People make an argument.
Why would you care about whether people are convinced by you or not?
And furthermore, why would you think anyone else who has half a brain cell to ignite a spark or two of thought would care whether you're convinced or not by anything?
People who start off moral arguments with I, maybe I, I this, I that, I, it's, bah.
How about you examine the principle?
So.
But I'm not convinced by the principle that you need to cease all correspondence with or friendship with someone convicted of a crime.
Okay.
I don't know.
I don't know.
It depends what the crime is.
It depends whether the crime is major or minor.
It depends whether the prosecution is just or unjust.
It depends on a whole bunch of things.
Alexander Solchenitsyn was convicted of a crime and spent what?
Years and years in a gulag.
For most people, of course, the fact that Nelson Mandela spent 25 plus years in prison was irrelevant.
So it depends what kind of crime, whether it's severe or unsevere.
Oh no, I got convicted for trespassing or failure to yield in traffic or I don't know, whatever, right?
So you can't say that all crimes are the same.
And you also have to figure out whether or not the crime or the prosecution was justified or unjustified.
There are certainly people who are persecuted by governments all the time for wrong think or negative things.
And so there's no definition here at all, right?
And it's just anyone, and this is sophistry, right?
This is sophistry.
So he's talking about Jeffrey Epstein, of course.
So let's be clear.
Let's be clear about what's being talked about here.
Jeffrey Epstein was convicted in 2008 in Florida State Court of procuring a person under 18 for prostitution and solicitation of prostitution.
He received an 18-month sentence with work release as part of a controversial plea deal.
There were, in fact, over 30 complainants.
So a person under 18 would be called a child legally.
That is a child.
So he procured a child for prostitution and solicitation of prostitution.
Okay, that's not a little crime.
And he was not unjustly prosecuted.
I think that it was way too light a sentence, but he belongs to intelligence, whatever it is, right?
And of course, he was married to Ghillaine Maxwell.
Ghillaine Maxwell was convicted in 2021 in federal court on five counts.
Sex trafficking of a minor, transporting a minor for illegal sexual activity, and three related conspiracy charges.
She was sentenced to 20 years in prison in 2022.
So when they say minors, sex trafficking of a child, transporting a child for illegal sexual activity, and these are not little crimes at all.

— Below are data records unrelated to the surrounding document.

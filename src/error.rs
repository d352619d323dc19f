use thiserror::Error;

pub type Result<T> = std::result::Result<T, LinkError>;

#[derive(Error, Debug)]
pub enum LinkError {
    #[error("Audio error: {0}")]
    Audio(String),

    #[error("Classifier error: {0}")]
    Classifier(String),

    #[error("Pipeline error: {0}")]
    Pipeline(String),

    #[error("Configuration error: {0}")]
    Config(String),

    #[error("Archive error: {0}")]
    Archive(String),

    #[error("WebSocket error: {0}")]
    WebSocket(#[from] tokio_tungstenite::tungstenite::Error),

    #[error("URL parsing error: {0}")]
    UrlParse(#[from] url::ParseError),

    #[error("IO error: {0}")]
    Io(#[from] std::io::Error),
}
//! Bounded FIFO used as a jitter buffer between capture, transport, and
//! playback. Under sustained overload it drops the newest item instead of
//! blocking the producer or growing without bound.

use std::collections::VecDeque;
use std::sync::atomic::{AtomicU64, Ordering};
use std::sync::Mutex;
use std::time::Duration;

use tokio::sync::Notify;
use tokio::time::{timeout_at, Instant};

/// How long [`JitterBuffer::pop`] waits by default before reporting empty,
/// letting consumers re-check shutdown and state conditions.
pub const POP_WAIT: Duration = Duration::from_millis(100);

pub struct JitterBuffer<T> {
    items: Mutex<VecDeque<T>>,
    notify: Notify,
    capacity: usize,
    dropped: AtomicU64,
}

impl<T> JitterBuffer<T> {
    pub fn new(capacity: usize) -> Self {
        assert!(capacity > 0, "jitter buffer capacity must be non-zero");
        Self {
            items: Mutex::new(VecDeque::with_capacity(capacity)),
            notify: Notify::new(),
            capacity,
            dropped: AtomicU64::new(0),
        }
    }

    /// Insert an item, dropping it (not the queue head) when full.
    /// Returns false when the item was dropped. Never blocks.
    pub fn push(&self, item: T) -> bool {
        let mut items = self.items.lock().expect("jitter buffer poisoned");
        if items.len() >= self.capacity {
            drop(items);
            self.dropped.fetch_add(1, Ordering::Relaxed);
            return false;
        }
        items.push_back(item);
        drop(items);
        self.notify.notify_one();
        true
    }

    /// Wait up to `wait` for an item. Returns None on timeout so callers
    /// can re-check their loop conditions; this is the only blocking
    /// operation and it is always bounded.
    pub async fn pop(&self, wait: Duration) -> Option<T> {
        let deadline = Instant::now() + wait;
        loop {
            if let Some(item) = self.try_pop() {
                return Some(item);
            }
            if timeout_at(deadline, self.notify.notified()).await.is_err() {
                return self.try_pop();
            }
        }
    }

    pub fn try_pop(&self) -> Option<T> {
        self.items
            .lock()
            .expect("jitter buffer poisoned")
            .pop_front()
    }

    /// Discard everything currently queued, returning how many items were
    /// thrown away.
    pub fn clear(&self) -> usize {
        let mut items = self.items.lock().expect("jitter buffer poisoned");
        let cleared = items.len();
        items.clear();
        cleared
    }

    pub fn len(&self) -> usize {
        self.items.lock().expect("jitter buffer poisoned").len()
    }

    pub fn is_empty(&self) -> bool {
        self.len() == 0
    }

    /// Total items dropped at the push side since creation.
    pub fn dropped(&self) -> u64 {
        self.dropped.load(Ordering::Relaxed)
    }
}

#[cfg(test)]
mod tests {
    use super::*;

    #[tokio::test]
    async fn overfill_keeps_the_oldest_items_in_order() {
        let buffer = JitterBuffer::new(8);
        for i in 0..13 {
            buffer.push(i);
        }
        assert_eq!(buffer.len(), 8);
        assert_eq!(buffer.dropped(), 5);

        let mut drained = Vec::new();
        while let Some(item) = buffer.try_pop() {
            drained.push(item);
        }
        assert_eq!(drained, (0..8).collect::<Vec<_>>());
    }

    #[tokio::test]
    async fn pop_times_out_on_empty() {
        let buffer: JitterBuffer<u8> = JitterBuffer::new(4);
        let started = std::time::Instant::now();
        assert_eq!(buffer.pop(Duration::from_millis(20)).await, None);
        assert!(started.elapsed() >= Duration::from_millis(20));
    }

    #[tokio::test]
    async fn pop_wakes_on_push() {
        let buffer = std::sync::Arc::new(JitterBuffer::new(4));
        let popper = {
            let buffer = buffer.clone();
            tokio::spawn(async move { buffer.pop(Duration::from_secs(5)).await })
        };
        tokio::time::sleep(Duration::from_millis(10)).await;
        buffer.push(42u32);
        assert_eq!(popper.await.unwrap(), Some(42));
    }

    #[tokio::test]
    async fn clear_empties_the_queue() {
        let buffer = JitterBuffer::new(4);
        buffer.push(1);
        buffer.push(2);
        assert_eq!(buffer.clear(), 2);
        assert!(buffer.is_empty());
        // Clearing does not count as dropping.
        assert_eq!(buffer.dropped(), 0);
    }
}
//! # Duplex Protocol Tests
//!
//! End-to-end tests that run a real server on a loopback socket and drive
//! it with a raw websocket client speaking the wire protocol: ADPCM binary
//! frames inbound, control tokens and a paced response stream outbound.

use std::sync::Arc;
use std::time::Duration;

use futures_util::{SinkExt, StreamExt};
use tokio::net::{TcpListener, TcpStream};
use tokio::time::timeout;
use tokio_tungstenite::tungstenite::protocol::Message;
use tokio_tungstenite::{MaybeTlsStream, WebSocketStream};

use voicelink::adpcm::{self, AdpcmState};
use voicelink::audio::FRAME_SAMPLES;
use voicelink::config::ServerConfig;
use voicelink::endpoint::Utterance;
use voicelink::pipeline::{DialoguePipeline, EchoPipeline, PipelineResponse};
use voicelink::server::Server;
use voicelink::vad::LevelFactory;
use voicelink::Result;

type WsClient = WebSocketStream<MaybeTlsStream<TcpStream>>;

/// Decoded peak level that counts as speech for the test classifier.
/// Client-side PCM passes through the codec gain stages at roughly 1.5x,
/// so an amplitude of 2000 lands well clear of this.
const SPEECH_LEVEL: i16 = 1000;

async fn start_server(pipeline: Arc<dyn DialoguePipeline>) -> std::net::SocketAddr {
    let listener = TcpListener::bind("127.0.0.1:0").await.unwrap();
    let addr = listener.local_addr().unwrap();
    let config = ServerConfig {
        bind_addr: addr.to_string(),
        ..ServerConfig::default()
    };
    let server = Server::new(
        config,
        Arc::new(LevelFactory {
            level: SPEECH_LEVEL,
        }),
        pipeline,
    )
    .unwrap();
    tokio::spawn(async move {
        let _ = server.serve(listener).await;
    });
    addr
}

async fn connect(addr: std::net::SocketAddr) -> WsClient {
    let (ws, _) = tokio_tungstenite::connect_async(format!("ws://{addr}"))
        .await
        .unwrap();
    ws
}

async fn recv(ws: &mut WsClient) -> Message {
    timeout(Duration::from_secs(5), ws.next())
        .await
        .expect("timed out waiting for server message")
        .expect("connection closed")
        .expect("websocket error")
}

async fn send_frames(ws: &mut WsClient, encoder: &mut AdpcmState, amplitude: i16, count: usize) {
    for _ in 0..count {
        let samples = vec![amplitude; FRAME_SAMPLES];
        let block = adpcm::encode_block(&samples, encoder);
        ws.send(Message::Binary(block)).await.unwrap();
    }
}

#[tokio::test]
async fn full_exchange_echoes_utterance() {
    let addr = start_server(Arc::new(EchoPipeline)).await;
    let mut ws = connect(addr).await;
    let mut encoder = AdpcmState::default();

    // Two leading quiet frames become pre-roll, three loud frames are
    // speech, thirty quiet frames close the utterance.
    send_frames(&mut ws, &mut encoder, 0, 2).await;
    send_frames(&mut ws, &mut encoder, 2000, 3).await;
    send_frames(&mut ws, &mut encoder, 0, 30).await;

    match recv(&mut ws).await {
        Message::Text(t) => assert_eq!(t, "LISTENING"),
        other => panic!("expected LISTENING, got {other:?}"),
    }
    match recv(&mut ws).await {
        Message::Text(t) => assert_eq!(t, "PROCESSING_START"),
        other => panic!("expected PROCESSING_START, got {other:?}"),
    }
    match recv(&mut ws).await {
        Message::Text(t) => assert_eq!(t, "00"),
        other => panic!("expected emotion code, got {other:?}"),
    }

    // Echoed audio: pre-roll + speech + silence tail, then the end token.
    let mut binary_frames = 0usize;
    loop {
        match recv(&mut ws).await {
            Message::Binary(block) => {
                assert_eq!(block.len(), FRAME_SAMPLES / 2);
                binary_frames += 1;
            }
            Message::Text(t) => {
                assert_eq!(t, "TTS_END");
                break;
            }
            other => panic!("unexpected message {other:?}"),
        }
    }
    // Codec ringing right after the loud frames can classify as speech
    // for a frame or two, stretching the utterance slightly.
    assert!(
        (30..=33).contains(&binary_frames),
        "expected pre-roll + speech + tail, got {binary_frames} frames"
    );
}

/// Pipeline that holds the busy flag long enough for the test to shove
/// more audio at the server mid-response.
struct SlowPipeline;

#[async_trait::async_trait]
impl DialoguePipeline for SlowPipeline {
    async fn respond(&self, _utterance: &Utterance) -> Result<PipelineResponse> {
        tokio::time::sleep(Duration::from_millis(800)).await;
        Ok(PipelineResponse {
            audio: Vec::new(),
            emotion: Default::default(),
        })
    }
}

#[tokio::test]
async fn audio_during_response_is_discarded() {
    let addr = start_server(Arc::new(SlowPipeline)).await;
    let mut ws = connect(addr).await;
    let mut encoder = AdpcmState::default();

    send_frames(&mut ws, &mut encoder, 2000, 2).await;
    send_frames(&mut ws, &mut encoder, 0, 30).await;

    // Wait for the first response to start, then talk over it.
    let mut saw_processing = false;
    while !saw_processing {
        if let Message::Text(t) = recv(&mut ws).await {
            if t == "PROCESSING_START" {
                saw_processing = true;
            }
        }
    }
    send_frames(&mut ws, &mut encoder, 2000, 2).await;
    send_frames(&mut ws, &mut encoder, 0, 30).await;

    // Drain until the end token; the second utterance must leave no trace.
    let mut listening = 0usize;
    let mut processing = 0usize;
    loop {
        match recv(&mut ws).await {
            Message::Text(t) if t == "TTS_END" => break,
            Message::Text(t) if t == "LISTENING" => listening += 1,
            Message::Text(t) if t == "PROCESSING_START" => processing += 1,
            _ => {}
        }
    }
    assert_eq!(listening, 0);
    assert_eq!(processing, 0);

    // Nothing further arrives after the end token.
    let quiet = timeout(Duration::from_millis(300), ws.next()).await;
    assert!(quiet.is_err(), "server sent a message after TTS_END");
}

/// Pipeline that always fails; the end token must still go out.
struct FailingPipeline;

#[async_trait::async_trait]
impl DialoguePipeline for FailingPipeline {
    async fn respond(&self, _utterance: &Utterance) -> Result<PipelineResponse> {
        Err(voicelink::LinkError::Pipeline("model unavailable".into()))
    }
}

#[tokio::test]
async fn pipeline_failure_still_sends_end_token() {
    let addr = start_server(Arc::new(FailingPipeline)).await;
    let mut ws = connect(addr).await;
    let mut encoder = AdpcmState::default();

    send_frames(&mut ws, &mut encoder, 2000, 2).await;
    send_frames(&mut ws, &mut encoder, 0, 30).await;

    let mut saw_end = false;
    for _ in 0..4 {
        match recv(&mut ws).await {
            Message::Text(t) if t == "TTS_END" => {
                saw_end = true;
                break;
            }
            Message::Text(_) => {}
            other => panic!("unexpected message {other:?}"),
        }
    }
    assert!(saw_end, "no TTS_END after pipeline failure");

    // The connection is usable again for the next utterance.
    send_frames(&mut ws, &mut encoder, 2000, 2).await;
    match recv(&mut ws).await {
        Message::Text(t) => assert_eq!(t, "LISTENING"),
        other => panic!("expected LISTENING, got {other:?}"),
    }
}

And they were not unjustly prosecuted.
I mean, according to anything that I've ever heard or read about.
So putting this under the blanket of all crime, all crime.
I mean, somebody who was who shoplifted when they were a teen, right?
They took a dare.
They shoplifted.
They took a candy bar.
Must you disassociate yourself from all of these, right?
All of these sorts of people.
Somebody who had some sort of wrangle with the tax authorities and so on.
So you're taking this rubric of all crime and cutting off everyone for any crime conviction.
That is your sophistry 101.
It's all correspondence with or friendship with someone convicted of a crime.
First of all, the ethics of that, I think, are dubious.
Okay.
So again, I think I'm not convicted.
I think these ethics are dubious.
What does that mean?
Who cares what you think?
Make your case.
But starting off with, I disapprove, I think this is dubious.
I'm not convinced.
Who the living frack are you that anybody should want to convince you of anything?
Or how are you some sort of crumb-like standard of truth, reality, proof and virtue?
A lot of religious Christians are joining the fray in this argument, but friendship is supposed to be a virtue.
Okay, so friendship is supposed to be a virtue.
So this guy is very, very interested in virtue.
In virtue.
Loyalty.
You're supposed to look after people in trouble.
Okay, so you're supposed to look after people in trouble.
Well, this is portraying someone as in trouble.
Like, I'm in trouble.
Some guy's picking on me in a bar.
I need you to cover my back as I battle my way to the exit.
Right.
So this is all just this amazing, slippery redefinition of virtue.
Friendship and loyalty and standing up for and standing by people in trouble.
Okay, so how would this not apply to organized crime?
Sopranos, uh, mafia, whatever.
How is this not supposed to, you've got to stand by people who are convicted of crime, which means, oh, murder, it means the vow of silence.
It means you take care of the hitman's wife and children and you make sure that you don't testify against him.
So friendship is supposed to be a virtue and loyalty and standing by people in trouble.
How does this not justify criminal collusion, avoiding testifying, or in an extreme case, rubbing out a witness?
Loyalty, you're supposed to look after people in trouble.
I certainly feel like members of my family or close friends who were convicted of terrible crimes, I would still want to stay in touch with if I need to help them and make sure that they were surviving and going through the ordeal as best they could.
So this, of course, if his friends or his family, if somebody, a friend or family member was convicted of a terrible crime, in other words, the sexual exploitation and trafficking of children, that you would, oh, I want to help them, you know, go through things.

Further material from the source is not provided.